The structure is composed of chains of edge-sharing polyhedra ZnO_{6}, and very distorted Ca(O,OH)_{8} polyhedra linked through AsO_{4} into a three-dimensional network.

Any crystal which has a mirror plane as one of its symmetry elements has the property that its mirror image (with any plane as the mirror plane) can always be superimposed on the original crystal by translation or rotation or both.
If there are no mirror planes as symmetry elements then the mirror image of a crystal cannot be brought into superposition with the original crystal by rotation or translation. This is enantiomorphism, and the mirror images are said to be enantiomorphs of each other. The possibility of enantiomorphic crystals is determined by the crystal symmetry, i.e., by the point group of the crystal species. There are 32 possible point groups, and 22 of these are capable of forming enantiomorphs. The enantiomorphs are designated right or left handed, according to whether they rotate the plane of polarised light to the right or to the left. Sometimes it is clear from the outward form of the crystal whether it is right or left handed, and sometimes optical methods are needed to determine this.

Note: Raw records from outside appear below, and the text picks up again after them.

mod plugin;
mod rates;
mod regions;
mod settings;

use std::sync::Arc;

use axum::{
    http::{header, HeaderName, Method, StatusCode},
    response::IntoResponse,
    routing::{get, post},
    Extension, Json, Router,
};
use chrono::{DateTime, Utc};
use pickup_core::{AppConfig, Catalog, ConfigError, EmptyLocationPolicy, SettingsProvider};
use pickup_rates::RegionalPickup;
use pickup_settings::{FormRenderer, ReferenceData, SettingsError};
use serde::Serialize;
use tower::ServiceBuilder;
use tower_http::{compression::CompressionLayer, cors::CorsLayer, trace::TraceLayer};

use crate::middleware::{request_id, require_bearer_auth, AuthState, RequestId};

pub type SharedSettings = Arc<dyn SettingsProvider + Send + Sync>;
pub type SharedReference = Arc<dyn ReferenceData + Send + Sync>;

#[derive(Clone)]
pub struct AppState {
    pub settings: SharedSettings,
    pub pickup: Arc<RegionalPickup<SharedSettings, Catalog>>,
    pub reference: SharedReference,
    pub renderer: Arc<FormRenderer>,
    pub empty_location_policy: EmptyLocationPolicy,
}

impl AppState {
    pub fn new(
        settings: SharedSettings,
        reference: SharedReference,
        config: &AppConfig,
    ) -> Result<Self, SettingsError> {
        Ok(Self {
            settings: Arc::clone(&settings),
            pickup: Arc::new(RegionalPickup::new(
                settings,
                Catalog::for_locale(&config.locale),
            )),
            reference,
            renderer: Arc::new(FormRenderer::new(config.region_lookup_url.clone())?),
            empty_location_policy: config.empty_location_policy,
        })
    }

    pub(super) fn localizer(&self) -> &Catalog {
        self.pickup.localizer()
    }
}

#[derive(Debug, Serialize)]
pub struct ApiResponse<T: Serialize> {
    pub data: T,
    pub meta: ResponseMeta,
}

#[derive(Debug, Serialize)]
pub struct ResponseMeta {
    pub request_id: String,
    pub timestamp: DateTime<Utc>,
}

#[derive(Debug, Serialize)]
pub struct ApiError {
    pub error: ErrorBody,
    pub meta: ResponseMeta,
}

#[derive(Debug, Serialize)]
pub struct ErrorBody {
    pub code: String,
    pub message: String,
}

#[derive(Debug, Serialize, PartialEq, Eq)]
struct HealthData {
    status: &'static str,
}

impl ResponseMeta {
    pub(super) fn new(request_id: String) -> Self {
        Self {
            request_id,
            timestamp: Utc::now(),
        }
    }
}

impl ApiError {
    pub fn new(
        request_id: impl Into<String>,
        code: impl Into<String>,
        message: impl Into<String>,
    ) -> Self {
        Self {
            error: ErrorBody {
                code: code.into(),
                message: message.into(),
            },
            meta: ResponseMeta::new(request_id.into()),
        }
    }
}

impl IntoResponse for ApiError {
    fn into_response(self) -> axum::response::Response {
        let status = match self.error.code.as_str() {
            "not_found" => StatusCode::NOT_FOUND,
            "unauthorized" => StatusCode::UNAUTHORIZED,
            "bad_request" | "validation_error" => StatusCode::BAD_REQUEST,
            _ => StatusCode::INTERNAL_SERVER_ERROR,
        };
        (status, Json(self)).into_response()
    }
}

pub(super) fn map_config_error(request_id: String, error: &ConfigError) -> ApiError {
    tracing::error!(error = %error, "settings unavailable");
    ApiError::new(request_id, "internal_error", "shipping settings are unavailable")
}

pub(super) fn map_settings_error(
    request_id: String,
    error: &SettingsError,
    state: &AppState,
) -> ApiError {
    if error.is_validation() {
        tracing::debug!(error = %error, "settings submission rejected");
        ApiError::new(
            request_id,
            "validation_error",
            error.user_message(state.localizer()),
        )
    } else {
        tracing::error!(error = %error, "settings form rendering failed");
        ApiError::new(request_id, "internal_error", "settings form rendering failed")
    }
}

fn build_cors() -> CorsLayer {
    CorsLayer::new()
        .allow_origin(tower_http::cors::Any)
        .allow_methods([Method::GET, Method::POST])
        .allow_headers([
            header::CONTENT_TYPE,
            header::AUTHORIZATION,
            HeaderName::from_static("x-request-id"),
        ])
}

fn protected_router(auth: AuthState) -> Router<AppState> {
    Router::new()
        .route("/api/v1/rates", post(rates::quote))
        .route("/api/v1/plugin", get(plugin::describe))
        .route(
            "/api/v1/settings/validate",
            post(settings::validate_settings),
        )
        .route("/api/v1/settings/form", post(settings::render_form))
        .layer(axum::middleware::from_fn_with_state(
            auth,
            require_bearer_auth,
        ))
}

pub fn build_app(state: AppState, auth: AuthState) -> Router {
    let public_routes = Router::new()
        .route("/api/v1/health", get(health))
        .route(
            "/api/v1/regions",
            get(regions::lookup_query).post(regions::lookup_form),
        );

    Router::new()
        .merge(public_routes)
        .merge(protected_router(auth))
        .layer(
            ServiceBuilder::new()
                .layer(TraceLayer::new_for_http())
                .layer(CompressionLayer::new())
                .layer(build_cors())
                .layer(axum::middleware::from_fn(request_id)),
        )
        .with_state(state)
}

async fn health(Extension(req_id): Extension<RequestId>) -> impl IntoResponse {
    Json(ApiResponse {
        data: HealthData { status: "ok" },
        meta: ResponseMeta::new(req_id.0),
    })
}
use super::*;

#[test]
fn parses_quote_command() {
    let cli = Cli::try_parse_from([
        "pickup-cli", "quote", "--country", "RUS", "--region", "MOW", "--weight", "2.5", "--total",
        "1000",
    ])
    .expect("expected valid cli args");

    assert!(matches!(
        cli.command,
        Commands::Quote {
            ref country,
            region: Some(ref region),
            city: None,
            unit: WeightUnit::Kilogram,
            ..
        } if country == "RUS" && region == "MOW"
    ));
}

#[test]
fn parses_quote_weight_unit() {
    let cli = Cli::try_parse_from([
        "pickup-cli", "quote", "--country", "RUS", "--weight", "500", "--unit", "g", "--total", "10",
    ])
    .expect("expected valid cli args");

    assert!(matches!(
        cli.command,
        Commands::Quote {
            unit: WeightUnit::Gram,
            region: None,
            ..
        }
    ));
}

#[test]
fn rejects_unknown_weight_unit() {
    let result = Cli::try_parse_from([
        "pickup-cli", "quote", "--country", "RUS", "--weight", "1", "--unit", "stone", "--total",
        "10",
    ]);
    assert!(result.is_err());
}

#[test]
fn parses_normalize_with_policy() {
    let cli = Cli::try_parse_from(["pickup-cli", "normalize", "submission.yaml", "--policy", "drop"])
        .expect("expected valid cli args");

    assert!(matches!(
        cli.command,
        Commands::Normalize {
            ref input,
            policy: Some(EmptyLocationPolicy::Drop),
            json: false,
            output: None,
        } if input == Path::new("submission.yaml")
    ));
}

#[test]
fn normalize_policy_defaults_to_config() {
    let cli = Cli::try_parse_from(["pickup-cli", "normalize", "submission.yaml", "--json"])
        .expect("expected valid cli args");

    assert!(matches!(
        cli.command,
        Commands::Normalize {
            policy: None,
            json: true,
            ..
        }
    ));
}

#[test]
fn parses_render_form_with_nested_namespace() {
    let cli = Cli::try_parse_from([
        "pickup-cli",
        "render-form",
        "--namespace",
        "shipping",
        "--namespace",
        "pickup",
        "--output",
        "form.html",
    ])
    .expect("expected valid cli args");

    assert!(matches!(
        cli.command,
        Commands::RenderForm {
            ref namespace,
            overrides: None,
            output: Some(_),
        } if namespace == &["shipping", "pickup"]
    ));
}

#[test]
fn parses_regions_command() {
    let cli =
        Cli::try_parse_from(["pickup-cli", "regions", "RUS"]).expect("expected valid cli args");
    assert!(matches!(cli.command, Commands::Regions { ref country } if country == "RUS"));
}

#[test]
fn global_paths_apply_after_subcommand() {
    let cli = Cli::try_parse_from([
        "pickup-cli",
        "regions",
        "RUS",
        "--reference",
        "ref.yaml",
        "--locale",
        "ru_RU",
    ])
    .expect("expected valid cli args");
    assert_eq!(cli.reference.as_deref(), Some(Path::new("ref.yaml")));
    assert_eq!(cli.locale.as_deref(), Some("ru_RU"));
}

#[test]
fn missing_subcommand_is_an_error() {
    assert!(Cli::try_parse_from(["pickup-cli"]).is_err());
}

The commonest enantiomorphic mineral is quartz, with point group 32; all quartz crystals will be either right or left handed, but it may not be possible to distinguish this from the external form unless some critical crystal faces are present.

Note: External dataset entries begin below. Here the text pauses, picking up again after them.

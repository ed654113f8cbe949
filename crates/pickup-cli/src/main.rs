mod quote;
mod regions;
mod settings;

use std::path::{Path, PathBuf};

use clap::{Parser, Subcommand};
use pickup_core::{AppConfig, Catalog, EmptyLocationPolicy, WeightUnit};
use rust_decimal::Decimal;
use tracing_subscriber::EnvFilter;

#[derive(Debug, Parser)]
#[command(name = "pickup-cli")]
#[command(about = "Regional pick-up shipping: quotes, settings and reference data")]
struct Cli {
    /// Settings file (defaults to `PICKUP_SETTINGS_PATH`)
    #[arg(long, global = true)]
    settings: Option<PathBuf>,
    /// Reference data file (defaults to `PICKUP_REFERENCE_PATH`)
    #[arg(long, global = true)]
    reference: Option<PathBuf>,
    /// Message locale, e.g. `ru_RU` (defaults to `PICKUP_LOCALE`)
    #[arg(long, global = true)]
    locale: Option<String>,
    #[command(subcommand)]
    command: Commands,
}

#[derive(Debug, Subcommand)]
enum Commands {
    /// Price an order against the settings file
    Quote {
        /// Destination country (ISO3)
        #[arg(long)]
        country: String,
        /// Destination region code
        #[arg(long)]
        region: Option<String>,
        #[arg(long)]
        city: Option<String>,
        /// Total order weight
        #[arg(long)]
        weight: Decimal,
        /// Unit of `--weight`: kg, g, lb or oz
        #[arg(long, default_value = "kg")]
        unit: WeightUnit,
        /// Order subtotal in the settings currency
        #[arg(long)]
        total: Decimal,
    },
    /// Validate and normalize a settings submission (YAML or JSON)
    Normalize {
        /// Submission file
        input: PathBuf,
        /// What to do with rows whose location is empty (defaults to
        /// `PICKUP_EMPTY_LOCATION_POLICY`)
        #[arg(long)]
        policy: Option<EmptyLocationPolicy>,
        /// Emit JSON instead of YAML
        #[arg(long)]
        json: bool,
        /// Write to a file instead of stdout
        #[arg(long)]
        output: Option<PathBuf>,
    },
    /// Render the settings form as HTML
    RenderForm {
        /// Rejected submission to redisplay over the persisted settings
        #[arg(long)]
        overrides: Option<PathBuf>,
        /// Field namespace segment; repeat for nesting
        #[arg(long = "namespace")]
        namespace: Vec<String>,
        /// Write to a file instead of stdout
        #[arg(long)]
        output: Option<PathBuf>,
    },
    /// List the regions of a country in display order
    Regions {
        /// Country (ISO3)
        country: String,
    },
}

/// Resolved paths and services shared by every command.
pub(crate) struct Context {
    pub settings_path: PathBuf,
    pub reference_path: PathBuf,
    pub catalog: Catalog,
    pub empty_location_policy: EmptyLocationPolicy,
    pub region_lookup_url: String,
}

impl Context {
    fn new(cli: &Cli, config: AppConfig) -> Self {
        let locale = cli.locale.clone().unwrap_or(config.locale);
        Self {
            settings_path: cli.settings.clone().unwrap_or(config.settings_path),
            reference_path: cli.reference.clone().unwrap_or(config.reference_path),
            catalog: Catalog::for_locale(&locale),
            empty_location_policy: config.empty_location_policy,
            region_lookup_url: config.region_lookup_url,
        }
    }
}

/// Writes `content` to `output`, or to stdout when no file is given.
pub(crate) fn write_output(output: Option<&Path>, content: &str) -> anyhow::Result<()> {
    match output {
        Some(path) => {
            std::fs::write(path, content)?;
            tracing::info!(path = %path.display(), bytes = content.len(), "wrote output");
        }
        None => print!("{content}"),
    }
    Ok(())
}

fn main() -> anyhow::Result<()> {
    dotenvy::dotenv().ok();
    let cli = Cli::parse();
    let config = pickup_core::load_app_config_from_env()?;

    let env_filter = EnvFilter::try_from_default_env()
        .or_else(|_| EnvFilter::try_new(config.log_level.clone()))?;
    tracing_subscriber::fmt()
        .with_env_filter(env_filter)
        .with_writer(std::io::stderr)
        .init();

    let ctx = Context::new(&cli, config);

    match cli.command {
        Commands::Quote {
            country,
            region,
            city,
            weight,
            unit,
            total,
        } => {
            let request = quote::build_request(country, region, city, weight, unit, total);
            quote::run_quote(&ctx, &request)
        }
        Commands::Normalize {
            input,
            policy,
            json,
            output,
        } => settings::run_normalize(
            &ctx,
            &input,
            policy.unwrap_or(ctx.empty_location_policy),
            json,
            output.as_deref(),
        ),
        Commands::RenderForm {
            overrides,
            namespace,
            output,
        } => settings::run_render_form(&ctx, overrides.as_deref(), namespace, output.as_deref()),
        Commands::Regions { country } => regions::run_regions(&ctx, &country),
    }
}

#[cfg(test)]
mod tests;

Austinite has point group 222, with no mirror planes, so austinite is also an enantiomorphic mineral, occurring as both right handed and left handed crystals, with right handed ones more common.

==Occurrence==
Austinite is a rare mineral in the oxidation zone of arsenic bearing base metal deposits, where it is found developed on the colloform (pertaining to the rounded, globular texture of mineral formed by colloidal precipitation) surface of limonite or lining small cavities. It is closely associated with adamite, and appears to be a later mineral. Austinite is associated with adamite, quartz, talmessite and limonite. Its type locality is Gold Hill Mine (Western Utah Mine), Gold Hill, Gold Hill District (Clifton District), Deep Creek Mts, Tooele County, Utah, United States.